August 6, 2013

The NSA PRISM Program & Privacy Issues

By now practically everyone has heard about the “PRISM Program” run by the NSA and the volume of discussions among lawyers, reporters, bloggers, academics and others about whether Internet companies can be forced by the government to access and disclose data which is stored by its customers in their cloud or dedicated hosted environments.

This written statement is intended to explain DigiTar’s view of the program, and our approach to the issue.

DigiTar has been in the SaaS & hosting services business since 2004. Therefore, in preparation for possible law enforcement requests for customer data, we have established policies for dealing with such possible requests for customer-owned content stored in the cloud at DigiTar.
Our primary guiding principle for such requests from U.S. law enforcement agencies (“LEA”) is the Fourth Amendment to the United States Constitution which states that “The right of the people to be secure in their persons, houses, papers, and effects, against unreasonable searches and seizures, shall not be violated, and no Warrants shall issue, except:

  1. upon probable cause,
  2. supported by Oath or affirmation, and
  3. particularly describing the place to be searched, and the persons or things to be seized.

Further, we evaluated the Electronic Communications Privacy Act (“ECPA”) which controls how stored data is treated by providers. Based on our interpretation of the Fourth Amendment and ECPA, we are of the view that DigiTar is prohibited from accessing and turning over customer data stored on a DigiTar host system or other storage device in a U.S. data center without a properly issued, lawful request (e.g. search warrants, court orders, Foreign Intelligence Surveillance Orders) from a U.S. court with appropriate jurisdiction over DigiTar systems and the data sought.
This view applies to all LEA requests, including those under the PATRIOT Act. DigiTar’s interpretation of the law is based on the specific relationship that DigiTar has with its customers. By contract and in practice, DigiTar’s customers have full control over their information and any data that may be stored on DigiTar’s SaaS Systems.
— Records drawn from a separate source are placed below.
use chrono::{NaiveDate, Utc};
use std::path::{Path, PathBuf};
use std::time::Duration;

use crate::client::ApiClient;
use crate::error::ExportError;

pub fn export_file_name(date: NaiveDate) -> String {
    format!("luct-reports-{}.xlsx", date.format("%Y-%m-%d"))
}

/// Downloads the backend-built spreadsheet of all reports into `dir`.
pub async fn download_reports(
    api: &ApiClient,
    dir: &Path,
    timeout: Duration,
) -> Result<PathBuf, ExportError> {
    let bytes = api.export_reports(timeout).await?;
    if bytes.is_empty() {
        return Err(ExportError::Empty);
    }
    tokio::fs::create_dir_all(dir).await?;
    let path = dir.join(export_file_name(Utc::now().date_naive()));
    tokio::fs::write(&path, &bytes).await?;
    tracing::info!(path = %path.display(), bytes = bytes.len(), "report export saved");
    Ok(path)
}
use serde::{Deserialize, Serialize};

use crate::client::ApiClient;
use crate::config::Credentials;
use crate::error::SessionError;
use crate::models::{Id, Role, User};

pub const LOGIN: &str = "/auth/login";
pub const ME: &str = "/auth/me";

/// The signed-in user as the dashboards see it.
#[derive(Debug, Clone, PartialEq, Eq, Serialize)]
pub struct CurrentUser {
    pub id: Id,
    pub name: String,
    pub role: Role,
    pub stream: Option<String>,
}

impl TryFrom<User> for CurrentUser {
    type Error = SessionError;

    fn try_from(user: User) -> Result<Self, Self::Error> {
        let role = user
            .role()
            .ok_or_else(|| SessionError::UnknownRole(user.role.clone()))?;
        Ok(CurrentUser {
            id: user.id,
            name: user.name,
            role,
            stream: user.stream,
        })
    }
}

#[derive(Serialize)]
struct LoginRequest<'a> {
    email: &'a str,
    password: &'a str,
}

#[derive(Deserialize)]
struct LoginResponse {
    token: String,
    user: User,
}

/// Auth context handed to dashboards. Created once on start-up and torn
/// down by [`Session::logout`].
#[derive(Debug)]
pub struct Session {
    api: ApiClient,
    user: Option<CurrentUser>,
}

impl Session {
    pub fn anonymous(api: ApiClient) -> Session {
        Session { api, user: None }
    }

    /// Signs in with whatever the configuration carries: an existing token
    /// is checked against the backend, an email/password pair logs in.
    pub async fn init(api: ApiClient, credentials: &Credentials) -> Result<Session, SessionError> {
        match credentials {
            Credentials::Token(token) => {
                let session = Session::restore(api.with_token(token.clone())).await;
                if session.is_authenticated() {
                    Ok(session)
                } else {
                    Err(SessionError::NotLoggedIn)
                }
            }
            Credentials::Login { email, password } => {
                let mut session = Session::anonymous(api);
                session.login(email, password).await?;
                Ok(session)
            }
        }
    }

    /// Attempts to pick up a session from the client's token. Any failure
    /// leaves the session signed out.
    pub async fn restore(api: ApiClient) -> Session {
        let mut session = Session::anonymous(api);
        if !session.api.has_token() {
            return session;
        }
        match fetch_me(&session.api).await {
            Ok(user) => {
                tracing::info!(user = %user.name, role = %user.role, "session restored");
                session.user = Some(user);
            }
            Err(e) => {
                tracing::warn!(error = %e, "could not restore session");
                session.api.set_token(None);
            }
        }
        session
    }

    pub async fn login(&mut self, email: &str, password: &str) -> Result<&CurrentUser, SessionError> {
        let res: LoginResponse = self
            .api
            .post_json_for(LOGIN, &LoginRequest { email, password })
            .await?;
        let user = CurrentUser::try_from(res.user)?;
        tracing::info!(user = %user.name, role = %user.role, "logged in");
        self.api.set_token(Some(res.token));
        Ok(&*self.user.insert(user))
    }

    pub fn logout(&mut self) {
        if let Some(user) = self.user.take() {
            tracing::info!(user = %user.name, "logged out");
        }
        self.api.set_token(None);
    }

    pub fn current_user(&self) -> Option<&CurrentUser> {
        self.user.as_ref()
    }

    pub fn is_authenticated(&self) -> bool {
        self.user.is_some()
    }

    pub fn api(&self) -> &ApiClient {
        &self.api
    }
}

async fn fetch_me(api: &ApiClient) -> Result<CurrentUser, SessionError> {
    let user: User = api.get_json(ME).await?;
    CurrentUser::try_from(user)
}
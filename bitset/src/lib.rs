//! # bitset
//!
//! A bit-addressable growable buffer.
//!
//! Bits are packed eight to a byte, LSB-first: bit `i` lives in byte
//! `i / 8`, at position `i % 8` counting from the least significant bit.
//! The buffer supports single-bit access, arbitrary-offset multi-bit
//! read/write, range clearing, and dynamic resizing with optional
//! zero-fill.
//!
//! ```rust
//! use bitset::BitSet;
//!
//! let mut bits = BitSet::zeroed(16).expect("failed to allocate");
//! bits.set(3, true);
//!
//! assert!(bits.get(3));
//! assert!(!bits.get(0));
//!
//! // Write a 12-bit pattern starting at bit 5, then read it back.
//! bits.resize_zeroed(24).unwrap();
//! bits.write_bits(5, &[0x66, 0x0B], 12);
//!
//! let mut out = [0u8; 2];
//! bits.read_bits(5, &mut out, 12);
//! assert_eq!(out, [0x66, 0x0B]);
//! ```
//!
//! There is no internal synchronization. Sharing a [`BitSet`] across
//! threads requires external mutual exclusion.

#![cfg_attr(not(feature = "std"), no_std)]

pub mod error;
pub use error::BitSetError;

mod bit_ops;

pub mod set;
pub use set::{BitSet, byte_len};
By agreement, our customers own the data they store on DigiTar systems. This includes allowing them full control of the resources, and control of passwords used to access their data. Because of this, we take the view that, in legal terms, DigiTar has no “possession” over customer stored data; and that we are legally prohibited from accessing that data on our own.

It is also our position that we can’t give any customer data to third parties other than in compliance with a proper warrant. We believe this position holds great merit and gives us a confidence in our position and approach.

In reference to the NSA PRISM program, please be advised that DigiTar has never been served with a blanket warrant that requires us to give data owned by multiple customers to third parties. If we were served with such a warrant, we would fight it because it would be, by its very nature, overreaching and, given our and cloud architecture business model, nearly impossible to comply with.

A blanket warrant covering thousands of customers cannot possibly comply with the Fourth Amendment. Maybe that’s why we have never seen one. All legal warrants must be detailed, precise, directed at a particular, identifiable customer environment, and very clearly based on probable cause.
We reject the wholesale collection of data, because we think this action unconstitutional according to the Fourth Amendment. We hope that the U.S. Congress will take an in-depth look at what has happened and how data is collected to ensure that hereafter all constitutional rights are protected.
In the meantime, DigiTar will remain true to our privacy policy convictions, and the trustee responsibilities we have, in order to maintain the absolute privacy of all customer information, data, and communications.